==== Exercise input ====

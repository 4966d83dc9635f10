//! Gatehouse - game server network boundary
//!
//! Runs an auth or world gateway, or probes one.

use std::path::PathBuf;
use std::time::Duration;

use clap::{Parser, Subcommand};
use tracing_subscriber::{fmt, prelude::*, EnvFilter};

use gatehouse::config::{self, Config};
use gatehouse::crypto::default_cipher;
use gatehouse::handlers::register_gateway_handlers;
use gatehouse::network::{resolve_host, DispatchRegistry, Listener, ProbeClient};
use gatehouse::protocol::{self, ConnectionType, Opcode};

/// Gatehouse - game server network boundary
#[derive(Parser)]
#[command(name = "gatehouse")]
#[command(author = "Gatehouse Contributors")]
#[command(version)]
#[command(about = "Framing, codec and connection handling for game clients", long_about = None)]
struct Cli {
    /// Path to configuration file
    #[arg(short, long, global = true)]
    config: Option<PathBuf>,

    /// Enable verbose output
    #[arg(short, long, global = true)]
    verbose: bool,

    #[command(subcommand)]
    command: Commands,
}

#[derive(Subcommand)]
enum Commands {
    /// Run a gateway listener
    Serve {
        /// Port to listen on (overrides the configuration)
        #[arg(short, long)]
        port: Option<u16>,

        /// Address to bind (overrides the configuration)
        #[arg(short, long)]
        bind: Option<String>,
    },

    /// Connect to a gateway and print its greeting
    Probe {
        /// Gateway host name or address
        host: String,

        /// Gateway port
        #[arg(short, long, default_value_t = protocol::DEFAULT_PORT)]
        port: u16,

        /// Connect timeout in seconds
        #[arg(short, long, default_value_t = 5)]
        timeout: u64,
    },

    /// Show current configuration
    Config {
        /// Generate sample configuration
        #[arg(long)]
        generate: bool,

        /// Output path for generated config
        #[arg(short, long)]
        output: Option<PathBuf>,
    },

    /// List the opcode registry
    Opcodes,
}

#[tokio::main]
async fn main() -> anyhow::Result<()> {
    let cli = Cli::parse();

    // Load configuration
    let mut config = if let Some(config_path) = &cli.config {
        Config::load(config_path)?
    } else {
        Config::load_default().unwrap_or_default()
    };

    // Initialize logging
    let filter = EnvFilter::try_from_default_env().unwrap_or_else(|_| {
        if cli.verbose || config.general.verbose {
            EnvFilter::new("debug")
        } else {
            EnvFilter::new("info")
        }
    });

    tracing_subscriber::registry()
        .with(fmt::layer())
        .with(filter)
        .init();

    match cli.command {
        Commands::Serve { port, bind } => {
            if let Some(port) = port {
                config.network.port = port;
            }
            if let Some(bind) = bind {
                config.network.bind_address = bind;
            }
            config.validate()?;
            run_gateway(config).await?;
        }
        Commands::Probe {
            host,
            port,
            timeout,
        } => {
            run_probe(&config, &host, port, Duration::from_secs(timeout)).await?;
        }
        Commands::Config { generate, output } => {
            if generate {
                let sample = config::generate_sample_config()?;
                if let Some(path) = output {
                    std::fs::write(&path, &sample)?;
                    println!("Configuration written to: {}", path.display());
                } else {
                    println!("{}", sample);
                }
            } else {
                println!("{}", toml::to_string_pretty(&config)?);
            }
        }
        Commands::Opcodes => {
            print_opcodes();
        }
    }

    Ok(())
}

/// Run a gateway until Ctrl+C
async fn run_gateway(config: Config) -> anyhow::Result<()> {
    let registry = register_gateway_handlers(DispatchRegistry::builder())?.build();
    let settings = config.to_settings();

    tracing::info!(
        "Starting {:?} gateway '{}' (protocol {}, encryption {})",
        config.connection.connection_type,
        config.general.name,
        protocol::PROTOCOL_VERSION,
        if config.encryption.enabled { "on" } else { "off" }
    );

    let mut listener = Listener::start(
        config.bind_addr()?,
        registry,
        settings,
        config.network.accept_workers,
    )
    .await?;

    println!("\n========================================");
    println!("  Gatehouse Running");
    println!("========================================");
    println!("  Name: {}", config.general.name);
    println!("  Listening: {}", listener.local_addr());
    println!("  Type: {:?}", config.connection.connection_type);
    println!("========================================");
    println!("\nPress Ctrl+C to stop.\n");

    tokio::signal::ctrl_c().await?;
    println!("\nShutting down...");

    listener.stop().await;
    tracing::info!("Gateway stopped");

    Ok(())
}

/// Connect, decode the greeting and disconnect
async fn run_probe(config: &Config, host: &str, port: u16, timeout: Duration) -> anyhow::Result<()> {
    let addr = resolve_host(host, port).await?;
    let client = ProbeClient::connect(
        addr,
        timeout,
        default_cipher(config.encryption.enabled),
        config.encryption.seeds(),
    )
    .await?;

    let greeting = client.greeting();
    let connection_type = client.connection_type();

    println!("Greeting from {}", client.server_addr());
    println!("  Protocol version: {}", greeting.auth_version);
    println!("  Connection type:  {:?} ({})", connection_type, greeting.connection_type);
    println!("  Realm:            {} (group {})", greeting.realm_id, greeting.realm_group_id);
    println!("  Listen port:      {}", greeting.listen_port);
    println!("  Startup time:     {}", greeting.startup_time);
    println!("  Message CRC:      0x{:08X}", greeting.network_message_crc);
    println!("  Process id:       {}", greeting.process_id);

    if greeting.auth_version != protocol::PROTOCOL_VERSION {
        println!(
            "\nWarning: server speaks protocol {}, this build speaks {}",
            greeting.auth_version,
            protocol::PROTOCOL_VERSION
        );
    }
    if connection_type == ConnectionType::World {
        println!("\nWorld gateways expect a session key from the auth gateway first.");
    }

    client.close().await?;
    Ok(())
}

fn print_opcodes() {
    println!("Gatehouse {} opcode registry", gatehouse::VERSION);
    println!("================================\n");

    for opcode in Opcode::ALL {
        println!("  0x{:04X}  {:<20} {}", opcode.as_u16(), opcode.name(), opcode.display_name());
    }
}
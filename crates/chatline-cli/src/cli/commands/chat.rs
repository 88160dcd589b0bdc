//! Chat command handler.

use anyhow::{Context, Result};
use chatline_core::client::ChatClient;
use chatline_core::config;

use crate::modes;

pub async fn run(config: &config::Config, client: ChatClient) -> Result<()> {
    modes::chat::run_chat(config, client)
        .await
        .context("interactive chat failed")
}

====

**Required work**: Restate the data above word for word, omitting nothing.

**Exercise result**:
repository 4966d83dc9635f10
//! Gatehouse - game server network boundary
//!
//! Runs an auth or world gateway, or probes one.

use std::path::PathBuf;
use std::time::Duration;

use clap::{Parser, Subcommand};
use tracing_subscriber::{fmt, prelude::*, EnvFilter};

use gatehouse::config::{self, Config};
use gatehouse::crypto::default_cipher;
use gatehouse::handlers::register_gateway_handlers;
use gatehouse::network::{resolve_host, DispatchRegistry, Listener, ProbeClient};
use gatehouse::protocol::{self, ConnectionType, Opcode};

/// Gatehouse - game server network boundary
#[derive(Parser)]
#[command(name = "gatehouse")]
#[command(author = "Gatehouse Contributors")]
#[command(version)]
#[command(about = "Framing, codec and connection handling for game clients", long_about = None)]
struct Cli {
    /// Path to configuration file
    #[arg(short, long, global = true)]
    config: Option<PathBuf>,

    /// Enable verbose output
    #[arg(short, long, global = true)]
    verbose: bool,

    #[command(subcommand)]
    command: Commands,
}

#[derive(Subcommand)]
enum Commands {
    /// Run a gateway listener
    Serve {
        /// Port to listen on (overrides the configuration)
        #[arg(short, long)]
        port: Option<u16>,

        /// Address to bind (overrides the configuration)
        #[arg(short, long)]
        bind: Option<String>,
    },

    /// Connect to a gateway and print its greeting
    Probe {
        /// Gateway host name or address
        host: String,

        /// Gateway port
        #[arg(short, long, default_value_t = protocol::DEFAULT_PORT)]
        port: u16,

        /// Connect timeout in seconds
        #[arg(short, long, default_value_t = 5)]
        timeout: u64,
    },

    /// Show current configuration
    Config {
        /// Generate sample configuration
        #[arg(long)]
        generate: bool,

        /// Output path for generated config
        #[arg(short, long)]
        output: Option<PathBuf>,
    },

    /// List the opcode registry
    Opcodes,
}

#[tokio::main]
async fn main() -> anyhow::Result<()> {
    let cli = Cli::parse();

    // Load configuration
    let mut config = if let Some(config_path) = &cli.config {
        Config::load(config_path)?
    } else {
        Config::load_default().unwrap_or_default()
    };

    // Initialize logging
    let filter = EnvFilter::try_from_default_env().unwrap_or_else(|_| {
        if cli.verbose || config.general.verbose {
            EnvFilter::new("debug")
        } else {
            EnvFilter::new("info")
        }
    });

    tracing_subscriber::registry()
        .with(fmt::layer())
        .with(filter)
        .init();

    match cli.command {
        Commands::Serve { port, bind } => {
            if let Some(port) = port {
                config.network.port = port;
            }
            if let Some(bind) = bind {
                config.network.bind_address = bind;
            }
            config.validate()?;
            run_gateway(config).await?;
        }
        Commands::Probe {
            host,
            port,
            timeout,
        } => {
            run_probe(&config, &host, port, Duration::from_secs(timeout)).await?;
        }
        Commands::Config { generate, output } => {
            if generate {
                let sample = config::generate_sample_config()?;
                if let Some(path) = output {
                    std::fs::write(&path, &sample)?;
                    println!("Configuration written to: {}", path.display());
                } else {
                    println!("{}", sample);
                }
            } else {
                println!("{}", toml::to_string_pretty(&config)?);
            }
        }
        Commands::Opcodes => {
            print_opcodes();
        }
    }

    Ok(())
}

/// Run a gateway until Ctrl+C
async fn run_gateway(config: Config) -> anyhow::Result<()> {
    let registry = register_gateway_handlers(DispatchRegistry::builder())?.build();
    let settings = config.to_settings();

    tracing::info!(
        "Starting {:?} gateway '{}' (protocol {}, encryption {})",
        config.connection.connection_type,
        config.general.name,
        protocol::PROTOCOL_VERSION,
        if config.encryption.enabled { "on" } else { "off" }
    );

    let mut listener = Listener::start(
        config.bind_addr()?,
        registry,
        settings,
        config.network.accept_workers,
    )
    .await?;

    println!("\n========================================");
    println!("  Gatehouse Running");
    println!("========================================");
    println!("  Name: {}", config.general.name);
    println!("  Listening: {}", listener.local_addr());
    println!("  Type: {:?}", config.connection.connection_type);
    println!("========================================");
    println!("\nPress Ctrl+C to stop.\n");

    tokio::signal::ctrl_c().await?;
    println!("\nShutting down...");

    listener.stop().await;
    tracing::info!("Gateway stopped");

    Ok(())
}

/// Connect, decode the greeting and disconnect
async fn run_probe(config: &Config, host: &str, port: u16, timeout: Duration) -> anyhow::Result<()> {
    let addr = resolve_host(host, port).await?;
    let client = ProbeClient::connect(
        addr,
        timeout,
        default_cipher(config.encryption.enabled),
        config.encryption.seeds(),
    )
    .await?;

    let greeting = client.greeting();
    let connection_type = client.connection_type();

    println!("Greeting from {}", client.server_addr());
    println!("  Protocol version: {}", greeting.auth_version);
    println!("  Connection type:  {:?} ({})", connection_type, greeting.connection_type);
    println!("  Realm:            {} (group {})", greeting.realm_id, greeting.realm_group_id);
    println!("  Listen port:      {}", greeting.listen_port);
    println!("  Startup time:     {}", greeting.startup_time);
    println!("  Message CRC:      0x{:08X}", greeting.network_message_crc);
    println!("  Process id:       {}", greeting.process_id);

    if greeting.auth_version != protocol::PROTOCOL_VERSION {
        println!(
            "\nWarning: server speaks protocol {}, this build speaks {}",
            greeting.auth_version,
            protocol::PROTOCOL_VERSION
        );
    }
    if connection_type == ConnectionType::World {
        println!("\nWorld gateways expect a session key from the auth gateway first.");
    }

    client.close().await?;
    Ok(())
}

fn print_opcodes() {
    println!("Gatehouse {} opcode registry", gatehouse::VERSION);
    println!("================================\n");

    for opcode in Opcode::ALL {
        println!("  0x{:04X}  {:<20} {}", opcode.as_u16(), opcode.name(), opcode.display_name());
    }
}
filename crates/chatline-cli/src/cli/commands/chat.rs
repository 88160dcd589b0bdc
//! Chat command handler.

use anyhow::{Context, Result};
use chatline_core::client::ChatClient;
use chatline_core::config;

use crate::modes;

pub async fn run(config: &config::Config, client: ChatClient) -> Result<()> {
    modes::chat::run_chat(config, client)
        .await
        .context("interactive chat failed")
}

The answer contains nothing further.